It doesn't throw Cesare that Petro knows his name. A lot of people around Tremont know it, now, and he's proud of that. It's a sign that he controls the territory. That the single bullet he took in the leg, the couple bullets he gave back, were worth the trouble.

“Yeah?” Cesare says. “Who the hell are you?”

Petro's voice doesn't waver. He says: “I'm the one who's going to make your boys a million dollars.”

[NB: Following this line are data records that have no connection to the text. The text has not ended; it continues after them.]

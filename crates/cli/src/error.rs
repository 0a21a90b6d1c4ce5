//! CLI exit codes for scripting and automation.
//!
//! Responsibilities:
//! - Define structured exit codes that scripts can use to distinguish failure modes.
//! - Map `ConfigError` variants to exit codes.
//!
//! Does NOT handle:
//! - Error message formatting (handled by anyhow Display).
//!
//! Invariants:
//! - Exit codes 1-4 are fixed; scripts may depend on them.

use stratum_config::ConfigError;

/// Structured exit codes for `stratum`.
#[derive(Debug, Clone, Copy, PartialEq, Eq)]
#[repr(u8)]
pub enum ExitCode {
    /// Command completed successfully.
    Success = 0,

    /// Unhandled or generic failure, including `.env` problems.
    GeneralError = 1,

    /// The selected configuration file could not be read.
    ///
    /// Scripts should check the `--config` path or file permissions.
    SourceUnavailable = 2,

    /// The selected configuration document is malformed.
    ParseError = 3,

    /// An environment override has the wrong type for its field.
    OverlayTypeError = 4,
}

impl ExitCode {
    /// Convert the exit code to an i32 for use with std::process::exit().
    pub const fn as_i32(self) -> i32 {
        self as u8 as i32
    }
}

impl From<&ConfigError> for ExitCode {
    fn from(err: &ConfigError) -> Self {
        match err {
            ConfigError::SourceUnavailable { .. } => ExitCode::SourceUnavailable,
            ConfigError::Parse { .. } => ExitCode::ParseError,
            ConfigError::OverlayType { .. } => ExitCode::OverlayTypeError,
            ConfigError::DotenvParse { .. }
            | ConfigError::DotenvIo { .. }
            | ConfigError::DotenvUnknown => ExitCode::GeneralError,
        }
    }
}

/// Extension trait for anyhow::Error to extract exit codes.
pub trait ExitCodeExt {
    /// Returns ExitCode::GeneralError if no `ConfigError` is in the chain.
    fn exit_code(&self) -> ExitCode;
}

impl ExitCodeExt for anyhow::Error {
    fn exit_code(&self) -> ExitCode {
        self.chain()
            .find_map(|cause| cause.downcast_ref::<ConfigError>())
            .map(ExitCode::from)
            .unwrap_or(ExitCode::GeneralError)
    }
}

Cesare gets a good laugh out of that, as good as a guy like that can get, anyway. It comes out in a chain—
heh heh heh heh heh—
while his eyes crinkle. The cigarette jutting from his mouth dangles, almost falls out. He leans back in his seat, puts a hand to his brow, a gesture older than his years. Then squints back out at Petro, looks him up and down.

“You're not fooling anyone in those clothes,” he says.

“Think you can do something about that?” Petro says.

He looks away, drags on his cigarette. Throws it in Petro's direction to see if he jumps. He doesn't.

“Just wait a minute,” he says. “It ain't up to me.” Two men are coming out of a bakery down Professor, both wearing jackets and fedoras, the kinds Petro sees downtown. One of them's rubbing his hands together inside a yellow handkerchief.
For the car,
he says, when the other gives him a funny look.
I'm trying to keep it nice.
He stops when Cesare nods at him. Looks at Petro.

“Who's the peasant?” he says. “Friend of yours?”

“No, no,” Cesare says. “Kid says he wants a job.”

Kid.
Petro gets angry at that.
I think I'm older than you are,
he wants to say. No, more than that. He wants to punch Cesare in the face, or better yet, smack him, as if Cesare were his son, a little boy. Maybe mess up the car a little. But he fights it down, because right then, this feels like the only shot he's going to get.

“He also says he's going to make us a million dollars,” Cesare says.

“Yeah?” the man says. “Pleased to make your acquaintance, Mister Millionaire.” He looks Petro over once, an expression on his face like he's doing a lot of math in his head. Then he opens the door to the backseat for him. “Get in.”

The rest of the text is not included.